В одном из интервью по поводу «Поднятой целины» Кирилл Юрьевич Лавров говорил, что дороже прочего для него в Давыдове «вот эта романтичность его, взволнованное отношение к жизни. В сущности его практичность, решительность отдельных поступков есть следствие главного качества души — романтической взволнованности. Показать ее изнутри, не сразу, как свойство натуры, как качество характера — это и означало для меня сыграть самое дорогое в Давыдове.
Моя главная сцена в роли — ночь перед гибелью. Те мгновения, когда я, Давыдов, читаю Ленина, его слова о будущем. Я действительно очень волновался, произнося их вслух, потому что тут было самое сокровенное, смысл жизни героя. И зерно характера.
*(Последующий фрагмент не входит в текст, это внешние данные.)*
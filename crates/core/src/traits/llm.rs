//! Language Model trait

use async_trait::async_trait;

use crate::Result;

/// Text-in / text-out completion.
///
/// Implementations:
/// - `LanguageModelAdapter` - wraps an OpenAI-compatible or Ollama backend
///
/// Used only to elaborate financial tips. Callers treat every error as
/// `Error::LlmUnavailable` and fall back to static content.
///
/// # Example
///
/// ```ignore
/// let llm: Arc<dyn LanguageModel> = Arc::new(LanguageModelAdapter::new(backend));
/// let text = llm.complete("Explain why paying bills on time helps a credit score").await?;
/// ```
#[async_trait]
pub trait LanguageModel: Send + Sync + 'static {
    /// Complete a prompt
    async fn complete(&self, prompt: &str) -> Result<String>;

    /// Get model name for logging
    fn model_name(&self) -> &str;
}
//! Financial profile slot extraction
//!
//! Rule-based extraction of the six profile fields from English text.
//! Text is number-normalized first, then split into clauses so a number is
//! only attributed to a field whose context words share its clause
//! ("salary of 45000 rupees" vs "credit score of 750").
//!
//! When the previous response asked for a specific field, a bare answer
//! ("32", "5 years", "750") is attributed to that field.
//!
//! Static patterns are compiled once using `once_cell::sync::Lazy`.

use once_cell::sync::Lazy;
use regex::Regex;

use loan_assist_config::constants::credit;
use loan_assist_core::{EmploymentType, FinancialProfile, LoanType, ProfileField};

use crate::intent::LoanTypeMatcher;
use crate::numbers::normalize_numbers;

/// Amount multiplier for parsing
#[derive(Debug, Clone, Copy, PartialEq)]
enum AmountMultiplier {
    Unit,
    Thousand,
    Lakh,
    Crore,
}

impl AmountMultiplier {
    fn value(&self) -> f64 {
        match self {
            AmountMultiplier::Unit => 1.0,
            AmountMultiplier::Thousand => 1_000.0,
            AmountMultiplier::Lakh => 100_000.0,
            AmountMultiplier::Crore => 10_000_000.0,
        }
    }

    fn parse(suffix: &str) -> Self {
        match suffix {
            "k" | "thousand" => AmountMultiplier::Thousand,
            s if s.starts_with("lakh") || s.starts_with("lac") || s == "lpa" || s == "l" => {
                AmountMultiplier::Lakh
            }
            s if s.starts_with("cr") => AmountMultiplier::Crore,
            _ => AmountMultiplier::Unit,
        }
    }
}

// Clause boundaries: sentence punctuation, ", " and " and "
static CLAUSE_SPLIT: Lazy<Regex> =
    Lazy::new(|| Regex::new(r"[;!?]|\.(?:\s|$)|\.\.+|,\s|\band\b|\bbut\b").unwrap());

// Age patterns
static AGE_YEARS_OLD: Lazy<Regex> =
    Lazy::new(|| Regex::new(r"\b(\d{1,3})\s*(?:years?|yrs?)[\s-]*old\b").unwrap());
static AGE_LABELLED: Lazy<Regex> =
    Lazy::new(|| Regex::new(r"\b(?:age|aged)\s*(?:is|of|:)?\s*(\d{1,3})\b").unwrap());
static AGE_I_AM: Lazy<Regex> = Lazy::new(|| {
    Regex::new(r"\b(?:i am|i'm|im)\s+(\d{1,3})\s*(?:years?|yrs?)?\s*(?:old)?\s*$").unwrap()
});

// Income patterns
static INCOME_CONTEXT: Lazy<Regex> = Lazy::new(|| {
    Regex::new(r"(?:\b(?:salary|salaries|income|earn\w*|make|making|take home|ctc|per month|monthly|a month|per annum|annual\w*|yearly|per year|a year|lpa|rs|inr|rupees?)\b|₹)")
        .unwrap()
});
static ANNUAL_CONTEXT: Lazy<Regex> = Lazy::new(|| {
    Regex::new(r"\b(?:per annum|annual\w*|yearly|per year|a year|p\.?a|lpa|ctc)\b").unwrap()
});
static AMOUNT: Lazy<Regex> = Lazy::new(|| {
    Regex::new(r"(\d+(?:\.\d+)?)\s*(k|thousand|lakhs?|lacs?|lpa|l|crores?|cr)?\b").unwrap()
});
static YEARS_AFTER: Lazy<Regex> =
    Lazy::new(|| Regex::new(r"^\s*(?:years?|yrs?|months?)\b").unwrap());

// Credit score patterns
static CREDIT_CONTEXT: Lazy<Regex> =
    Lazy::new(|| Regex::new(r"\b(?:credit|score|cibil)\b").unwrap());
static THREE_DIGITS: Lazy<Regex> = Lazy::new(|| Regex::new(r"\b(\d{3})\b").unwrap());

// Tenure patterns
static TENURE_PATTERNS: Lazy<Vec<Regex>> = Lazy::new(|| {
    vec![
        Regex::new(r"\b(?:for|since)\s+(?:the\s+)?(?:last|past)\s+(\d+(?:\.\d+)?)\s*(years?|yrs?|months?)\b").unwrap(),
        Regex::new(r"\b(\d+(?:\.\d+)?)\s*(years?|yrs?|months?)\s+(?:of\s+)?(?:work\s+|job\s+|business\s+)?(?:experience|employment|service|tenure|vintage)\b").unwrap(),
        Regex::new(r"\b(?:working|worked|employed|employee|job|business|been|running|experience)\b[^.]*?\b(?:for\s+)?(?:the\s+)?(?:last\s+|past\s+)?(\d+(?:\.\d+)?)\s*(years?|yrs?|months?)\b").unwrap(),
    ]
});
static BARE_DURATION: Lazy<Regex> = Lazy::new(|| {
    Regex::new(r"^\s*(\d+(?:\.\d+)?)\s*(years?|yrs?|months?)?\s*$").unwrap()
});

// Employment type patterns (self-employed checked first; "employed" is a substring)
static SELF_EMPLOYED: Lazy<Regex> = Lazy::new(|| {
    Regex::new(r"\b(?:self[\s-]?employed|own (?:a |my )?(?:business|shop|company)|business ?(?:owner|man|woman)|entrepreneur|freelanc\w*|proprietor|run (?:a|my) (?:business|shop))\b")
        .unwrap()
});
static SALARIED: Lazy<Regex> = Lazy::new(|| {
    Regex::new(r"\b(?:salaried|employee|salary|job|employed|work (?:at|for|in)|working (?:at|for|in))\b")
        .unwrap()
});

// Bare answer to "salaried or self-employed?" ("business", "my own", "job")
static BARE_EMPLOYMENT: Lazy<Regex> = Lazy::new(|| {
    Regex::new(r"^(?:i am |i'm |im |i have |i do )?(?:a |an |my )?(?:(self[\s-]?employed|own business|own|business|self)|(salaried|salary|job|employed|service))(?: person| employee)?$")
        .unwrap()
});

// Bare numeric answer ("32", "750.", "45000 rupees")
static BARE_NUMBER: Lazy<Regex> = Lazy::new(|| {
    Regex::new(r"^\s*(?:it'?s\s+|it is\s+|my \w+(?: \w+)? is\s+)?(\d+(?:\.\d+)?)\s*(k|thousand|lakhs?|lacs?|l)?\s*(?:rupees|rs|years?|yrs?)?\s*$")
        .unwrap()
});

/// Extracts financial profile fields from English text
#[derive(Debug, Clone, Default)]
pub struct SlotExtractor {
    loan_types: LoanTypeMatcher,
}

impl SlotExtractor {
    pub fn new() -> Self {
        Self {
            loan_types: LoanTypeMatcher::new(),
        }
    }

    /// Extract every recognizable field.
    ///
    /// `expected` is the field the previous response asked for; a bare
    /// answer is attributed to it.
    pub fn extract(&self, utterance: &str, expected: Option<ProfileField>) -> FinancialProfile {
        let text = normalize_numbers(&utterance.to_lowercase())
            .trim_end_matches(['.', '!', '?'])
            .to_string();
        let clauses: Vec<&str> = CLAUSE_SPLIT
            .split(&text)
            .map(str::trim)
            .filter(|c| !c.is_empty())
            .collect();

        let mut profile = FinancialProfile {
            age: self.extract_age(&clauses),
            monthly_income: self.extract_monthly_income(&clauses),
            credit_score: self.extract_credit_score(&clauses),
            employment_tenure_years: self.extract_tenure(&clauses),
            employment_type: self.extract_employment_type(&text),
            loan_type: self.loan_types.detect(&text),
        };

        if let Some(field) = expected {
            if !profile.is_set(field) {
                self.fill_bare_answer(&mut profile, field, &text);
            }
        }

        // "business" answering the employment question is not a product
        if expected == Some(ProfileField::EmploymentType) && BARE_EMPLOYMENT.is_match(&text) {
            profile.loan_type = self.loan_types.detect_named(&text);
        }

        tracing::debug!(
            fields = ?profile.present_fields(),
            expected = ?expected,
            "Extracted profile slots"
        );

        profile
    }

    /// Loan type named by product name, ignoring related terms
    pub fn named_loan_type(&self, utterance: &str) -> Option<LoanType> {
        self.loan_types.detect_named(utterance)
    }

    /// Extract age in years (18-100)
    pub fn extract_age(&self, clauses: &[&str]) -> Option<u8> {
        for clause in clauses {
            for pattern in [&*AGE_YEARS_OLD, &*AGE_LABELLED, &*AGE_I_AM] {
                if let Some(age) = pattern
                    .captures(clause)
                    .and_then(|c| c.get(1))
                    .and_then(|m| m.as_str().parse::<u8>().ok())
                    .filter(|age| (18..=100).contains(age))
                {
                    return Some(age);
                }
            }
        }
        None
    }

    /// Extract monthly income in rupees; annual amounts are divided by 12
    pub fn extract_monthly_income(&self, clauses: &[&str]) -> Option<u64> {
        for clause in clauses {
            if !INCOME_CONTEXT.is_match(clause) || CREDIT_CONTEXT.is_match(clause) {
                continue;
            }
            if let Some(amount) = first_amount(clause) {
                let monthly = if ANNUAL_CONTEXT.is_match(clause) {
                    amount / 12.0
                } else {
                    amount
                };
                return Some(monthly.round() as u64);
            }
        }
        None
    }

    /// Extract a credit score (300-900) from a clause mentioning credit/score/CIBIL
    pub fn extract_credit_score(&self, clauses: &[&str]) -> Option<u16> {
        clauses
            .iter()
            .copied()
            .filter(|clause| CREDIT_CONTEXT.is_match(clause))
            .flat_map(|clause| THREE_DIGITS.captures_iter(clause))
            .filter_map(|caps| caps.get(1)?.as_str().parse::<u16>().ok())
            .find(|score| is_credit_score(*score))
    }

    /// Extract employment tenure in years
    pub fn extract_tenure(&self, clauses: &[&str]) -> Option<f32> {
        for clause in clauses {
            if AGE_YEARS_OLD.is_match(clause) {
                continue;
            }
            for pattern in TENURE_PATTERNS.iter() {
                if let Some(caps) = pattern.captures(clause) {
                    if let Some(years) = duration_years(caps.get(1), caps.get(2)) {
                        return Some(years);
                    }
                }
            }
        }
        None
    }

    /// Extract salaried vs self-employed
    pub fn extract_employment_type(&self, text: &str) -> Option<EmploymentType> {
        if SELF_EMPLOYED.is_match(text) {
            Some(EmploymentType::SelfEmployed)
        } else if SALARIED.is_match(text) {
            Some(EmploymentType::Salaried)
        } else {
            None
        }
    }

    fn fill_bare_answer(&self, profile: &mut FinancialProfile, field: ProfileField, text: &str) {
        let bare = BARE_NUMBER.captures(text).and_then(|caps| {
            let value = caps.get(1)?.as_str().parse::<f64>().ok()?;
            let multiplier = caps
                .get(2)
                .map(|m| AmountMultiplier::parse(m.as_str()))
                .unwrap_or(AmountMultiplier::Unit);
            Some((value, multiplier))
        });

        match field {
            ProfileField::Age => {
                profile.age = bare
                    .filter(|(_, m)| *m == AmountMultiplier::Unit)
                    .map(|(v, _)| v)
                    .filter(|v| v.fract() == 0.0 && (18.0..=100.0).contains(v))
                    .map(|v| v as u8);
            }
            ProfileField::MonthlyIncome => {
                profile.monthly_income = bare
                    .map(|(v, m)| v * m.value())
                    .filter(|v| *v >= 1_000.0)
                    .map(|v| v.round() as u64)
                    .or_else(|| first_amount(text).map(|v| v.round() as u64));
            }
            ProfileField::CreditScore => {
                profile.credit_score = bare
                    .filter(|(v, m)| *m == AmountMultiplier::Unit && v.fract() == 0.0)
                    .map(|(v, _)| v as u16)
                    .filter(|s| is_credit_score(*s));
            }
            ProfileField::EmploymentTenure => {
                profile.employment_tenure_years = BARE_DURATION
                    .captures(text)
                    .and_then(|caps| duration_years(caps.get(1), caps.get(2)));
            }
            ProfileField::EmploymentType => {
                profile.employment_type = BARE_EMPLOYMENT.captures(text).map(|caps| {
                    if caps.get(1).is_some() {
                        EmploymentType::SelfEmployed
                    } else {
                        EmploymentType::Salaried
                    }
                });
            }
            // Matched from free text above; nothing bare to fall back to
            ProfileField::LoanType => {}
        }
    }
}

fn is_credit_score(score: u16) -> bool {
    (credit::MIN_SCORE..=credit::MAX_SCORE).contains(&score)
}

/// First plausible rupee amount in a clause.
///
/// Bare numbers below 1000 and numbers followed by a time unit are skipped
/// so ages and tenures in the same clause are not taken for income.
fn first_amount(clause: &str) -> Option<f64> {
    for caps in AMOUNT.captures_iter(clause) {
        let (Some(number), whole) = (caps.get(1), caps.get(0)) else {
            continue;
        };
        let Ok(value) = number.as_str().parse::<f64>() else {
            continue;
        };
        let rest = whole.map(|w| &clause[w.end()..]).unwrap_or_default();
        if YEARS_AFTER.is_match(rest) {
            continue;
        }

        let multiplier = caps
            .get(2)
            .map(|m| AmountMultiplier::parse(m.as_str()))
            .unwrap_or(AmountMultiplier::Unit);
        let amount = value * multiplier.value();

        if multiplier == AmountMultiplier::Unit && amount < 1_000.0 {
            continue;
        }
        return Some(amount);
    }
    None
}

fn duration_years(value: Option<regex::Match<'_>>, unit: Option<regex::Match<'_>>) -> Option<f32> {
    let value = value?.as_str().parse::<f32>().ok()?;
    let years = match unit.map(|u| u.as_str()) {
        Some(u) if u.starts_with("month") => value / 12.0,
        _ => value,
    };
    (years > 0.0 && years <= 60.0).then_some(years)
}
Усталость его была придумана и заложена в роль. Ведь романтизм свой он никому не показывал. Он, может, и слова-то не знал такого. Он каждый день, от петухов до петухов, был просто занят тяжелой, изнурительной работой. Он был измочален ею. И действительно, еле держался на ногах от усталости. Мне хотелось лишить его мнимой значительности. Внешней монументальности. Не какой-то феномен, супергерой, железобетонная личность. Нет. Такой же вот смертный, как и мы. И грешный. И в чем-то наивно-простодушный… Но он знает главное — во имя чего он здесь. И этому знанию, этой романтической мечте он не изменит».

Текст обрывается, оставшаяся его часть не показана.